3

I have a vector of strings, say:

vect<-c("oxidor magnesio","oxido magnesio","oxido calcio", "oxidante","oxido calcio magnesio","magnesio oxido")

I'd like to find the occurences of both words, "oxido" and "magnesio". What I'm doing is

intersect(grep("\\boxido\\b",vect),grep("\\bmagnesio\\b",vect))

But,

  1. Question 1: is there any direct grep command to achieve it?
  2. Question 2: suppose I want to find occurrences of both words, but in a given order (say, for instance, "oxido" followed by "magnesio", so the correct answer would be 2 and 5). What would be the command?

Thanks,

Cyrus
  • 84,225
  • 14
  • 89
  • 153
PavoDive
  • 6,322
  • 2
  • 29
  • 55

1 Answers1

5

Edit.
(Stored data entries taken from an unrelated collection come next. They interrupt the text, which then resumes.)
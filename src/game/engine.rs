use rand::{seq::SliceRandom, Rng};
use tracing::{debug, info, trace, warn};

use super::{
    direction::Direction,
    state::{CollisionType, GameState, Position},
};

/// Random samples tried before falling back to scanning every free cell
pub const FRUIT_SAMPLE_ATTEMPTS: usize = 100;

/// Information about a step
#[derive(Debug, Clone, Copy, PartialEq, Eq)]
pub struct StepInfo {
    /// Whether the snake ate the fruit this step
    pub ate_fruit: bool,
    /// Type of collision if one occurred
    pub collision: Option<CollisionType>,
}

impl StepInfo {
    fn idle() -> Self {
        Self {
            ate_fruit: false,
            collision: None,
        }
    }
}

impl GameState {
    /// Request a new heading for the next tick.
    ///
    /// The exact reverse of the current heading is silently ignored.
    pub fn set_heading(&mut self, requested: Direction) {
        let snake = &mut self.snake;
        if requested.is_opposite(snake.heading) {
            trace!(?requested, current = ?snake.heading, "reverse heading ignored");
            return;
        }
        snake.heading = requested;
    }

    /// Run one tick: move, eat, collide.
    ///
    /// Does nothing once the round is over. On a fatal move the snake is left
    /// where it was and `is_alive` turns false.
    pub fn advance(&mut self) -> StepInfo {
        if !self.is_alive {
            return StepInfo::idle();
        }

        let new_head = self.snake.head().moved_in_direction(self.snake.heading);
        let ate_fruit = self.fruit == Some(new_head);

        if let Some(collision) = self.check_collision(new_head, ate_fruit) {
            self.is_alive = false;
            info!(
                ?collision,
                length = self.snake.len(),
                steps = self.steps,
                "game over"
            );
            return StepInfo {
                ate_fruit: false,
                collision: Some(collision),
            };
        }

        self.snake.move_snake(ate_fruit);
        self.steps += 1;

        if ate_fruit {
            debug!(length = self.snake.len(), "fruit eaten");
            self.place_fruit();
        }

        StepInfo {
            ate_fruit,
            collision: None,
        }
    }

    /// Reset to a fresh round: one-cell snake at the center heading right
    pub fn restart(&mut self) {
        self.snake = Self::initial_snake(self.grid_size);
        self.steps = 0;
        self.is_alive = true;
        self.place_fruit();
        info!(grid_size = self.grid_size, "round started");
    }

    /// Put the fruit on a random free cell and return it.
    ///
    /// Samples the grid a bounded number of times, then picks uniformly among
    /// the remaining free cells. Yields `None` when the snake fills the grid.
    pub fn place_fruit(&mut self) -> Option<Position> {
        let size = self.grid_size as i32;
        let mut fruit = None;

        if size > 0 {
            for _ in 0..FRUIT_SAMPLE_ATTEMPTS {
                let pos = Position::new(self.rng.gen_range(0..size), self.rng.gen_range(0..size));
                if !self.is_occupied_by_snake(pos) {
                    fruit = Some(pos);
                    break;
                }
            }
        }

        if fruit.is_none() {
            let free: Vec<Position> = (0..size)
                .flat_map(|y| (0..size).map(move |x| Position::new(x, y)))
                .filter(|pos| !self.is_occupied_by_snake(*pos))
                .collect();
            fruit = free.choose(&mut self.rng).copied();
        }

        match fruit {
            Some(pos) => debug!(x = pos.x, y = pos.y, "fruit placed"),
            None => warn!(length = self.snake.len(), "no free cell left for fruit"),
        }

        self.fruit = fruit;
        fruit
    }

    /// Check if the new head position causes a collision
    fn check_collision(&self, new_head: Position, growing: bool) -> Option<CollisionType> {
        if !self.is_in_bounds(new_head) {
            return Some(CollisionType::Wall);
        }

        if self.snake.blocks(new_head, growing) {
            return Some(CollisionType::SelfCollision);
        }

        None
    }
}
use grid_snake::game::{CollisionType, Direction, GameConfig, GameState, Position, Snake};

fn snake(points: &[(i32, i32)], heading: Direction) -> Snake {
    let cells = points.iter().map(|&(x, y)| Position::new(x, y)).collect();
    Snake::from_cells(cells, heading).expect("non-empty snake")
}

fn fresh(seed: u64) -> GameState {
    GameState::new(&GameConfig {
        seed: Some(seed),
        ..GameConfig::default()
    })
}

#[test]
fn plain_move_keeps_length() {
    let mut state = GameState::with_snake(
        snake(&[(10, 10), (9, 10), (8, 10)], Direction::Right),
        Some(Position::new(0, 0)),
        25,
        1,
    );

    for _ in 0..5 {
        state.advance();
        assert!(state.is_alive);
        assert_eq!(state.snake.len(), 3);
    }
    assert_eq!(state.snake.head(), Position::new(15, 10));
}

#[test]
fn wall_collision_ends_round() {
    let mut state = GameState::with_snake(
        snake(&[(24, 12)], Direction::Right),
        Some(Position::new(0, 0)),
        25,
        2,
    );

    let info = state.advance();

    assert!(!state.is_alive, "moving off the right edge must end the round");
    assert_eq!(info.collision, Some(CollisionType::Wall));
}

#[test]
fn self_collision_ends_round() {
    let mut state = GameState::with_snake(
        snake(&[(5, 5), (5, 6), (5, 7), (5, 8)], Direction::Down),
        Some(Position::new(0, 0)),
        25,
        3,
    );

    let info = state.advance();

    assert!(!state.is_alive, "moving into own body must end the round");
    assert_eq!(info.collision, Some(CollisionType::SelfCollision));
}

#[test]
fn eating_fruit_grows_by_one() {
    let mut state = GameState::with_snake(
        snake(&[(10, 10)], Direction::Right),
        Some(Position::new(11, 10)),
        25,
        4,
    );

    let info = state.advance();

    assert!(info.ate_fruit);
    assert!(state.is_alive);
    assert_eq!(state.snake.len(), 2);
    assert_eq!(state.snake.head(), Position::new(11, 10));

    let fruit = state.fruit.expect("a fresh fruit is placed");
    assert!(state.is_in_bounds(fruit));
    assert!(!state.is_occupied_by_snake(fruit));
}

#[test]
fn reverse_heading_is_ignored() {
    for heading in Direction::ALL {
        let mut state = GameState::with_snake(
            snake(&[(12, 12)], heading),
            Some(Position::new(0, 0)),
            25,
            5,
        );

        state.set_heading(heading.opposite());
        assert_eq!(state.heading(), heading);
    }
}

#[test]
fn repeating_heading_is_idempotent() {
    let mut once = fresh(6);
    let mut twice = fresh(6);

    once.set_heading(Direction::Down);
    twice.set_heading(Direction::Down);
    twice.set_heading(Direction::Down);

    assert_eq!(once.heading(), twice.heading());
    assert_eq!(twice.heading(), Direction::Down);
}

#[test]
fn restart_restores_initial_configuration() {
    let mut state = GameState::with_snake(
        snake(&[(24, 12), (23, 12)], Direction::Right),
        Some(Position::new(0, 0)),
        25,
        7,
    );
    state.advance();
    assert!(!state.is_alive);

    state.restart();

    assert!(state.is_alive);
    assert_eq!(state.snake.cells(), &[Position::new(12, 12)]);
    assert_eq!(state.heading(), Direction::Right);
    let fruit = state.fruit.expect("fruit placed on restart");
    assert!(state.is_in_bounds(fruit));
    assert!(!state.is_occupied_by_snake(fruit));
}

#[test]
fn long_run_keeps_invariants() {
    let mut state = fresh(8);
    let turns = [Direction::Down, Direction::Left, Direction::Up, Direction::Right];

    for tick in 0..2_000 {
        if !state.is_alive {
            state.restart();
        }
        if tick % 7 == 0 {
            state.set_heading(turns[(tick / 7) % turns.len()]);
        }

        let before = state.snake.len();
        let info = state.advance();
        if !state.is_alive {
            continue;
        }

        let expected = if info.ate_fruit { before + 1 } else { before };
        assert_eq!(state.snake.len(), expected);

        let mut cells = state.snake.cells().to_vec();
        cells.sort_by_key(|p| (p.x, p.y));
        cells.dedup();
        assert_eq!(cells.len(), state.snake.len(), "snake cells must be unique");

        if let Some(fruit) = state.fruit {
            assert!(!state.is_occupied_by_snake(fruit));
        }
    }
}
Answer 1: I know that grepl is capable of that, e.g.:

> grepl("(?=.*\\boxido\\b)(?=.*\\bmagnesio\\b)", vect, perl = TRUE)
[1] FALSE  TRUE FALSE FALSE  TRUE  TRUE

Answer 2:

> grep("\\boxido\\b.*\\bmagnesio\\b",vect,v=T)
[1] "oxido magnesio"        "oxido calcio magnesio"
Alexey Ferapontov
  • 5,029
  • 4
  • 22
  • 39